Supplied records: Begin
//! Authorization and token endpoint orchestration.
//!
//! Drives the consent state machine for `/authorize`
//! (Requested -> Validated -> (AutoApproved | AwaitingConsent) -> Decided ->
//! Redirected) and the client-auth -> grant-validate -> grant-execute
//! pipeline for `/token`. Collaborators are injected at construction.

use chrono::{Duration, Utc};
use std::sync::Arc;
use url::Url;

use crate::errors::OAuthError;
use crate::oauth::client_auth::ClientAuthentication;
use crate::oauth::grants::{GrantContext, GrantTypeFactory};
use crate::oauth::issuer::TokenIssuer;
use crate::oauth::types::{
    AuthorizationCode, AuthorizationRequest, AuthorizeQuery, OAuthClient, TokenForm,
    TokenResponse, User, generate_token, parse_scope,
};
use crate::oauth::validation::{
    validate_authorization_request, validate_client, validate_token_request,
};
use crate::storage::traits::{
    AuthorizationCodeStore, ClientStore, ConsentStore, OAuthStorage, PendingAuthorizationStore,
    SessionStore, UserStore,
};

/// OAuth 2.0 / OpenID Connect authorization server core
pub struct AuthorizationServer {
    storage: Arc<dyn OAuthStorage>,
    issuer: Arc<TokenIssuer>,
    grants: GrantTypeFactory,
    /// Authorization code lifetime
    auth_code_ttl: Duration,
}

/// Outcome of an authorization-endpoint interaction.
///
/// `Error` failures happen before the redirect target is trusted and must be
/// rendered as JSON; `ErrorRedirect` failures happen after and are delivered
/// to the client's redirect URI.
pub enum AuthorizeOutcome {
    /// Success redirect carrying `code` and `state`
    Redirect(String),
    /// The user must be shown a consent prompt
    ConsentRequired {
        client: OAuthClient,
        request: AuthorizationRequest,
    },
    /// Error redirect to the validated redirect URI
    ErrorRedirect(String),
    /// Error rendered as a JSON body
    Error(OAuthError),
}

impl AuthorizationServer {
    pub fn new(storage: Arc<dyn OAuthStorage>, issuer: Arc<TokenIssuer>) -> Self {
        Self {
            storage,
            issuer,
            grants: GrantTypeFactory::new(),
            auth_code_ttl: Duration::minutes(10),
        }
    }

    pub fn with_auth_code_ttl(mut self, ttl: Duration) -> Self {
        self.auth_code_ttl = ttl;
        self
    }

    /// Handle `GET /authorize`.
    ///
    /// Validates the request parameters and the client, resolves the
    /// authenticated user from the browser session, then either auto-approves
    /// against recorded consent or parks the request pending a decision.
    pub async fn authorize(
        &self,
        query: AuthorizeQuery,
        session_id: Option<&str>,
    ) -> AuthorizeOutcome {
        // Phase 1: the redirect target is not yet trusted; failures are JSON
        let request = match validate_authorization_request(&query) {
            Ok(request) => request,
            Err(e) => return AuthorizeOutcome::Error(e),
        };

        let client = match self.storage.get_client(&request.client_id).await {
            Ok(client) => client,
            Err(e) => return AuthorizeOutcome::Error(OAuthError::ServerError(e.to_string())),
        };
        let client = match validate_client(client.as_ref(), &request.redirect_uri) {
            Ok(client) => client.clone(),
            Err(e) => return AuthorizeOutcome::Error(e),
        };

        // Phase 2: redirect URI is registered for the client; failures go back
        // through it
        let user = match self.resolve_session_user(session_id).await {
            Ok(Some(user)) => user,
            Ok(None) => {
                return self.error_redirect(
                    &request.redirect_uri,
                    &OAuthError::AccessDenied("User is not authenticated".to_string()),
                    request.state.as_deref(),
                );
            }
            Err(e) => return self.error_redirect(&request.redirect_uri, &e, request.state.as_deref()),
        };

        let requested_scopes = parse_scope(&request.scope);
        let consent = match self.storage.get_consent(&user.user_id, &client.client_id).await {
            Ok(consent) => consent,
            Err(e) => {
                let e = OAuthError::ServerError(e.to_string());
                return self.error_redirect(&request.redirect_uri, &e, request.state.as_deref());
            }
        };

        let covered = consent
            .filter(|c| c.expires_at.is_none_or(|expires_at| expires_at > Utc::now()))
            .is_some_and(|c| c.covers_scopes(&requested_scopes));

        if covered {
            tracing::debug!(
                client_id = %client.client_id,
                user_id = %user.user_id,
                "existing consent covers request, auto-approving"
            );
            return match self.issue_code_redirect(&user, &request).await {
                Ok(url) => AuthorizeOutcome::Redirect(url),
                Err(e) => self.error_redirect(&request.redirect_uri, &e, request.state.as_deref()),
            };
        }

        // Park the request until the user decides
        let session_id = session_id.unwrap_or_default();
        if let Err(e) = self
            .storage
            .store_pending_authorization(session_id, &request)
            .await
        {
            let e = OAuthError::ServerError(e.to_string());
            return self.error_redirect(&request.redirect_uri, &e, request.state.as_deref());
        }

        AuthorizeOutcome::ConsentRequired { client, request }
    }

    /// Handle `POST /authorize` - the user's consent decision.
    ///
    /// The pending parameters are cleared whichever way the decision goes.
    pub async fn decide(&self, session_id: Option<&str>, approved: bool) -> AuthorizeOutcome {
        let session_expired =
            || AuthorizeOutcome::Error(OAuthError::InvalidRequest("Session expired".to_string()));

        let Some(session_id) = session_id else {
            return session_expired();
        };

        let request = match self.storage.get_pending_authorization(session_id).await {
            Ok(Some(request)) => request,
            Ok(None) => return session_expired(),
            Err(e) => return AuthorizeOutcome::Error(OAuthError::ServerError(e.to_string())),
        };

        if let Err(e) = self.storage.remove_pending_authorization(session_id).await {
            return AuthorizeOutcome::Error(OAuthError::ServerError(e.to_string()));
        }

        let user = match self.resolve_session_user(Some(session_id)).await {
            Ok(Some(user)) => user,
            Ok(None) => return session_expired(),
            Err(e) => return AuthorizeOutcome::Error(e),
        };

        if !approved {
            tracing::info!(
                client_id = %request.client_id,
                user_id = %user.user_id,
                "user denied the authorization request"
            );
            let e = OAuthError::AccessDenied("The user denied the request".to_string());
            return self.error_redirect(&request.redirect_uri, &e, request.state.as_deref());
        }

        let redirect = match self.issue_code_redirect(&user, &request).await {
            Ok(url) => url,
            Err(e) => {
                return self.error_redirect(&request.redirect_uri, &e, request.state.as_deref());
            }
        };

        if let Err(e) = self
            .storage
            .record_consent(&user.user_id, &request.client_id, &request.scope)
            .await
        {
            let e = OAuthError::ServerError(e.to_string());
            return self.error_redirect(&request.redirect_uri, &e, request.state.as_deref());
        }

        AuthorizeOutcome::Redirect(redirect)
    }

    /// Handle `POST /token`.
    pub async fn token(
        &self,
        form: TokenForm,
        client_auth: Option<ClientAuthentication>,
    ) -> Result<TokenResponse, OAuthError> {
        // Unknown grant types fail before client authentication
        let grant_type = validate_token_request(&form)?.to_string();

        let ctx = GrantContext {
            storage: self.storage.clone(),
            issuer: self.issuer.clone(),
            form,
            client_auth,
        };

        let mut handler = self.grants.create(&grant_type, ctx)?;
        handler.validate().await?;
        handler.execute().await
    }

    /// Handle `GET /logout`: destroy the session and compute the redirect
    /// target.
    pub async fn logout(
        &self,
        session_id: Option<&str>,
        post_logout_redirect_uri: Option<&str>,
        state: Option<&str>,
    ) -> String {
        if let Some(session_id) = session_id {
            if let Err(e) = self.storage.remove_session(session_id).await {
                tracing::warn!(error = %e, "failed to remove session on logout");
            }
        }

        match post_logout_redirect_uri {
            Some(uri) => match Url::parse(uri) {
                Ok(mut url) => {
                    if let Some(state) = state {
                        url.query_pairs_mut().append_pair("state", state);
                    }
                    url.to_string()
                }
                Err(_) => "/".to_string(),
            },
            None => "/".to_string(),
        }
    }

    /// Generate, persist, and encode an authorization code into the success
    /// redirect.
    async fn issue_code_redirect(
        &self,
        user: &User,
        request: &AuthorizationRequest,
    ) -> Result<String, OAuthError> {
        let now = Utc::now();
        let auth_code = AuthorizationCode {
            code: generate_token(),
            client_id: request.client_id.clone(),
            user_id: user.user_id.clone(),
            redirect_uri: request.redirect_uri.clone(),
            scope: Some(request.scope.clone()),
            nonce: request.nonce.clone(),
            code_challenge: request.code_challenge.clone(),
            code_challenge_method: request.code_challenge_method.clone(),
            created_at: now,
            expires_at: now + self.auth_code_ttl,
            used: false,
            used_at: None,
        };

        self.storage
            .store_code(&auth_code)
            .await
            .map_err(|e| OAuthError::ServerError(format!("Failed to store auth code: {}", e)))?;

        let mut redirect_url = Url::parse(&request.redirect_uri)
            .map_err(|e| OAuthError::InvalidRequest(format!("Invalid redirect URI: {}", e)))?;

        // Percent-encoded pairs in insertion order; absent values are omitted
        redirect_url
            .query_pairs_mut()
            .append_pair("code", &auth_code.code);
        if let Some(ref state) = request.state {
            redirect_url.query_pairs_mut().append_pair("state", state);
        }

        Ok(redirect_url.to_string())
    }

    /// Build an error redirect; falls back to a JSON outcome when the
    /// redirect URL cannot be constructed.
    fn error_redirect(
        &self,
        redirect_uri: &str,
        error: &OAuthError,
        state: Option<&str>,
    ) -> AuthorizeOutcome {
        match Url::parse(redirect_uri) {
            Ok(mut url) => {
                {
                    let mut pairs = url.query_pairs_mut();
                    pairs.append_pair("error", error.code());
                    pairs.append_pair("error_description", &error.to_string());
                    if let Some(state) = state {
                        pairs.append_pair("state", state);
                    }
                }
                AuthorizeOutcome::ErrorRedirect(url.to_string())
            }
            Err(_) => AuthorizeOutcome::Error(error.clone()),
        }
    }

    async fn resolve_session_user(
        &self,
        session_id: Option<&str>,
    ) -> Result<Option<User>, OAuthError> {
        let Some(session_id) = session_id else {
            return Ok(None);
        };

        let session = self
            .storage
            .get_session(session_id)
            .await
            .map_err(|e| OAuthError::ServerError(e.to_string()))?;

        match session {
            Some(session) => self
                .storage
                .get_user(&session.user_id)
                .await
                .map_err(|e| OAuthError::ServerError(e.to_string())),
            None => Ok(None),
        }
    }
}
Supplied records: End
Lines in the listing that include the word "failures": how many are there? Give the number alone.

**Result**
4